Monday, October 10, 2011

I award you no points

Lopez v. Quarterman, 2009 U.S. Dist. LEXIS 40002 (S.D. Tex. 2009)

After the Petitioner's Petition for Writ of Habeas Corpus was dismissed he filed four more motions, totalling 80 pages.  The Court didn't understand them.

"The first of these filings was Petitioner's August 11, 2008 Motion of Continuance of Habeas with Brief in Support (Dkt. No. 18), which the Court described as a "manifesto" in which Petitioner "rambled on for 33 single-spaced, handwritten pages about issues such as 'Transformative Technologies State and Mind,' 'Marxist Leninism Socialism,' 'Naive Optimism of Sloth,' and 'Gnosticism Freemasonry.'" (Dkt. No. 19.) The Court denied Petitioner's motion, noting that Petitioner did not request relief under Rule 60(b), nor did he offer any explanation for his failure to respond to Respondent's Motion for Summary Judgment. (Id.) Likewise, the Court denied Petitioner's Motion for Bench Warrant and Enter in New Evidence (Dkt. No. 20), filed December 1, 2008, which amounted to an abbreviated version of his earlier Motion for Continuance. (Dkt. No. 21.) The Court noted that "[a]gain, Petitioner has not requested relief under Rule 60(b), nor has he offered any explanation for his failure to respond to Respondent's Motion for Summary Judgment in a timely manner. Moreover, the Court is unable to ascertain what new evidence Petitioner wishes to present." (Id.)
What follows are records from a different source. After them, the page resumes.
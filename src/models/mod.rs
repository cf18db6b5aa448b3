pub mod group;
pub mod seeds;

pub use group::{BatchSeed, Group, GroupSeed, GroupStatus};
pub use seeds::default_batches;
"Now pending before the Court are Petitioner's third and fourth filings: his Motion of Mandamus to Reverse Dismissal of Habeas Corpus (Dkt. No. 22) and Mandamus to Enter In New Evidence (Dkt. No. 23). For the first time, Petitioner has cited Rule 60(b), 2 but he does not explain why he is entitled to relief under the Rule. Instead, he digresses for another 40 pages on issues such as "Racial Hubris," "Filibustering of Petitioner as a mortal threat as being half-black, half-devil," "National Security," "Mob Caste System Persecution," and "The Catholic Church." (Dkt. Nos. 22 & 23.)
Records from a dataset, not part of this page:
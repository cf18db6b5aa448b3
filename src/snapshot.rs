//! Read model handed to the presentation layer after every tick and command.

use serde::Serialize;

use crate::classroom::Classroom;
use crate::models::{Group, GroupStatus};
use crate::timer::{Phase, PhaseInfo, FINISH_SECS};

#[derive(Debug, Clone, Serialize, PartialEq)]
#[serde(rename_all = "camelCase")]
pub struct GroupView {
    /// 1-based position in the batch.
    pub position: usize,
    pub id: String,
    pub name: String,
    pub status: GroupStatus,
    pub status_label: String,
    pub recorded_duration: Option<u64>,
    pub displayed: bool,
}

#[derive(Debug, Clone, Serialize, PartialEq)]
#[serde(rename_all = "camelCase")]
pub struct DisplayedGroup {
    pub id: String,
    pub name: String,
    pub review: bool,
    pub recorded_duration: Option<u64>,
}

#[derive(Debug, Clone, Copy, Default, Serialize, PartialEq, Eq)]
#[serde(rename_all = "camelCase")]
pub struct Controls {
    pub can_toggle: bool,
    pub can_start: bool,
    pub can_pause: bool,
    pub can_reset: bool,
    pub can_skip: bool,
    pub can_shuffle: bool,
}

#[derive(Debug, Clone, Serialize, PartialEq, Eq)]
#[serde(rename_all = "camelCase", tag = "kind")]
pub enum AssessmentPrompt {
    Hidden,
    NeedsLink,
    Open { link: String },
}

impl AssessmentPrompt {
    pub fn for_phase(phase: Phase, form_link: Option<&str>) -> Self {
        if !phase.shows_assessment_link() {
            return AssessmentPrompt::Hidden;
        }
        match form_link {
            Some(link) => AssessmentPrompt::Open {
                link: link.to_string(),
            },
            None => AssessmentPrompt::NeedsLink,
        }
    }
}

#[derive(Debug, Clone, Serialize, PartialEq)]
#[serde(rename_all = "camelCase")]
pub struct ClassroomSnapshot {
    pub batch_index: usize,
    pub batches: Vec<String>,
    pub groups: Vec<GroupView>,
    pub displayed: Option<DisplayedGroup>,
    pub nominal_seconds: u64,
    pub actual_elapsed_seconds: u64,
    pub clock: String,
    pub phase: Phase,
    pub phase_info: PhaseInfo,
    pub phase_remaining_secs: u64,
    pub progress: f64,
    pub running: bool,
    pub primary_action: &'static str,
    pub controls: Controls,
    pub assessment: AssessmentPrompt,
}

impl ClassroomSnapshot {
    pub fn capture(room: &Classroom, form_link: Option<&str>) -> Self {
        let registry = room.registry();
        let running = room.is_running();
        let nominal = room.nominal_seconds();
        let phase = room.phase();
        let displayed = room.displayed_group();
        let has_timer = room.timer().is_some();
        let reviewing = room.review_group().is_some();

        let groups = registry
            .groups()
            .iter()
            .enumerate()
            .map(|(index, group)| GroupView {
                position: index + 1,
                id: group.id.clone(),
                name: group.name.clone(),
                status: group.status,
                status_label: status_label(group, running),
                recorded_duration: group.recorded_duration,
                displayed: displayed.is_some_and(|d| d.id == group.id),
            })
            .collect();

        let primary_action = if running {
            "Pause"
        } else if nominal > 0 && has_timer {
            "Resume"
        } else {
            "Start Timer"
        };

        let controls = Controls {
            can_toggle: !reviewing && (has_timer || registry.first_pending().is_some()),
            can_start: has_timer && !running,
            can_pause: running,
            can_reset: has_timer,
            can_skip: has_timer,
            can_shuffle: registry.active_group().is_none(),
        };

        Self {
            batch_index: registry.selected_index(),
            batches: registry
                .batches()
                .iter()
                .map(|b| b.label().to_string())
                .collect(),
            groups,
            displayed: displayed.map(|group| DisplayedGroup {
                id: group.id.clone(),
                name: group.name.clone(),
                review: group.is_completed(),
                recorded_duration: group.recorded_duration,
            }),
            nominal_seconds: nominal,
            actual_elapsed_seconds: room.actual_elapsed_seconds(),
            clock: format_clock(nominal),
            phase,
            phase_info: phase.info(),
            phase_remaining_secs: phase.end_secs().saturating_sub(nominal),
            progress: (nominal as f64 / FINISH_SECS as f64).min(1.0),
            running,
            primary_action,
            controls,
            assessment: AssessmentPrompt::for_phase(phase, form_link),
        }
    }
}

fn status_label(group: &Group, running: bool) -> String {
    match (group.status, running) {
        (GroupStatus::Active, true) => "Presenting Now".to_string(),
        (GroupStatus::Active, false) => "Ready".to_string(),
        (status, _) => status.as_str().to_string(),
    }
}

/// Formats seconds as `mm:ss`.
pub fn format_clock(seconds: u64) -> String {
    format!("{:02}:{:02}", seconds / 60, seconds % 60)
}

#[cfg(test)]
mod tests {
    use super::*;
    use crate::models::default_batches;

    #[test]
    fn format_clock_pads_minutes_and_seconds() {
        assert_eq!(format_clock(0), "00:00");
        assert_eq!(format_clock(65), "01:05");
        assert_eq!(format_clock(840), "14:00");
    }

    #[test]
    fn assessment_prompt_follows_phase_and_link() {
        assert_eq!(
            AssessmentPrompt::for_phase(Phase::QAndA, Some("https://x")),
            AssessmentPrompt::Hidden
        );
        assert_eq!(
            AssessmentPrompt::for_phase(Phase::Assessment, None),
            AssessmentPrompt::NeedsLink
        );
        assert_eq!(
            AssessmentPrompt::for_phase(Phase::Finished, Some("https://x")),
            AssessmentPrompt::Open {
                link: "https://x".into()
            }
        );
    }

    #[test]
    fn idle_snapshot_offers_only_toggle_and_shuffle() {
        let room = Classroom::new(default_batches());
        let snap = ClassroomSnapshot::capture(&room, None);
        assert!(snap.displayed.is_none());
        assert_eq!(snap.clock, "00:00");
        assert_eq!(snap.primary_action, "Start Timer");
        assert_eq!(
            snap.controls,
            Controls {
                can_toggle: true,
                can_shuffle: true,
                ..Controls::default()
            }
        );
        assert_eq!(snap.groups.len(), 10);
        assert_eq!(snap.groups[0].position, 1);
        assert_eq!(snap.batches[1], "Week 2 (Gr 11-20)");
    }

    #[test]
    fn running_snapshot_reports_labels_and_remaining_time() {
        let mut room = Classroom::new(default_batches());
        room.select_group("b1-g1").unwrap();
        room.start().unwrap();
        for _ in 0..90 {
            room.tick();
        }

        let snap = ClassroomSnapshot::capture(&room, Some("https://forms"));
        assert_eq!(snap.clock, "01:30");
        assert_eq!(snap.phase_remaining_secs, 390);
        assert_eq!(snap.groups[0].status_label, "Presenting Now");
        assert!(snap.groups[0].displayed);
        assert_eq!(snap.primary_action, "Pause");
        assert!(!snap.controls.can_shuffle);
        assert_eq!(snap.assessment, AssessmentPrompt::Hidden);

        room.pause().unwrap();
        let snap = ClassroomSnapshot::capture(&room, None);
        assert_eq!(snap.groups[0].status_label, "Ready");
        assert_eq!(snap.primary_action, "Resume");
    }

    #[test]
    fn review_snapshot_shows_terminal_clock_and_link() {
        let mut room = Classroom::new(default_batches());
        room.select_group("b1-g1").unwrap();
        room.start().unwrap();
        for _ in 0..5 {
            room.tick();
        }
        room.skip_to_next_phase().unwrap();
        room.skip_to_next_phase().unwrap();
        room.skip_to_next_phase().unwrap();

        let snap = ClassroomSnapshot::capture(&room, Some("https://forms"));
        let shown = snap.displayed.unwrap();
        assert!(shown.review);
        assert_eq!(shown.recorded_duration, Some(5));
        assert_eq!(snap.clock, "14:00");
        assert_eq!(snap.progress, 1.0);
        assert!(!snap.controls.can_start);
        assert!(!snap.controls.can_reset);
        assert!(!snap.controls.can_toggle);
        assert_eq!(
            snap.assessment,
            AssessmentPrompt::Open {
                link: "https://forms".into()
            }
        );
    }
}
"The Court is unable to interpret or otherwise make sense of either of Petitioner's motions. To the extent a request for relief is buried somewhere in Petitioner's ramblings, it is denied as incomprehensible. Or, in the words of the competition judge to Adam Sandler's title character in the movie, "Billy Madison,"
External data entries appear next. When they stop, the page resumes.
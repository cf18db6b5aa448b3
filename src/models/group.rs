use chrono::{DateTime, Utc};
use serde::{Deserialize, Serialize};

#[derive(Debug, Clone, Copy, Serialize, Deserialize, PartialEq, Eq)]
#[serde(rename_all = "camelCase")]
pub enum GroupStatus {
    Pending,
    Active,
    Completed,
}

impl GroupStatus {
    pub fn as_str(&self) -> &'static str {
        match self {
            GroupStatus::Pending => "pending",
            GroupStatus::Active => "active",
            GroupStatus::Completed => "completed",
        }
    }
}

#[derive(Debug, Clone, Serialize, Deserialize)]
#[serde(rename_all = "camelCase")]
pub struct Group {
    pub id: String,
    pub name: String,
    pub status: GroupStatus,
    /// Genuine presenting time in seconds. Written once, on completion.
    pub recorded_duration: Option<u64>,
    pub completed_at: Option<DateTime<Utc>>,
}

impl Group {
    pub fn pending(id: impl Into<String>, name: impl Into<String>) -> Self {
        Self {
            id: id.into(),
            name: name.into(),
            status: GroupStatus::Pending,
            recorded_duration: None,
            completed_at: None,
        }
    }

    pub fn is_completed(&self) -> bool {
        self.status == GroupStatus::Completed
    }

    pub fn is_active(&self) -> bool {
        self.status == GroupStatus::Active
    }
}

impl From<GroupSeed> for Group {
    fn from(seed: GroupSeed) -> Self {
        Group::pending(seed.id, seed.name)
    }
}

/// Startup data for one group.
#[derive(Debug, Clone, Serialize, Deserialize)]
#[serde(rename_all = "camelCase")]
pub struct GroupSeed {
    pub id: String,
    pub name: String,
}

#[derive(Debug, Clone, Serialize, Deserialize)]
#[serde(rename_all = "camelCase")]
pub struct BatchSeed {
    pub label: String,
    pub groups: Vec<GroupSeed>,
}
[W]hat you've just said is one of the most insanely idiotic things I've ever heard. At no point in your rambling, incoherent response was there anything that could even be considered a rational thought. Everyone in this room is now dumber for having listened to it. I award you no points, and may God have mercy on your soul.

"BILLY MADISON (Universal Pictures 1995). . . ."

Monday, October 3, 2011

But the Judge Called It "a Rembrandt"

Richie v. American Council on Gift Annuities, 1996 WL 743343 (N.D. Tex.)

The court was responding to a petition for writ of mandamus, so as to keep the appellate court from being misled as to what was really going on.

"If histrionics and hyperbole were an art form, what the petitioners have filed would be a Rembrandt."

The Court noted that the court file was needlessly prolix, with 403 motions, briefs and letters filed in the court.  "Many are duplicative.  Many do nothing to advance the ball. .  . . Yet the paper keeps flowing and the meter keeps running.  There are 765 documents filed thus far in the district court and my docket sheet in this case rocks on for 116 pages." 

The court said that "From a personal, pragmatic, and selfish standpoint, the granting of a mandamus ordering me to dismiss this case would be a blessing.  This black hole of a case sucks up staff and judicial resuorces like no other case I have dealt with."